====== Input records
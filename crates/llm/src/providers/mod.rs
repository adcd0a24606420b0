//! Completion provider implementations.

mod azure_openai;
mod ollama;

pub use azure_openai::AzureOpenAiClient;
pub use ollama::{OllamaClient, DEFAULT_OLLAMA_URL};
============
## Work to complete
Line by line, repeat the material precisely.

## Solution below
filename crates/llm/src/providers/mod.rs
repository adcd0a24606420b0
//! Completion provider implementations.

mod azure_openai;
mod ollama;

pub use azure_openai::AzureOpenAiClient;
pub use ollama::{OllamaClient, DEFAULT_OLLAMA_URL};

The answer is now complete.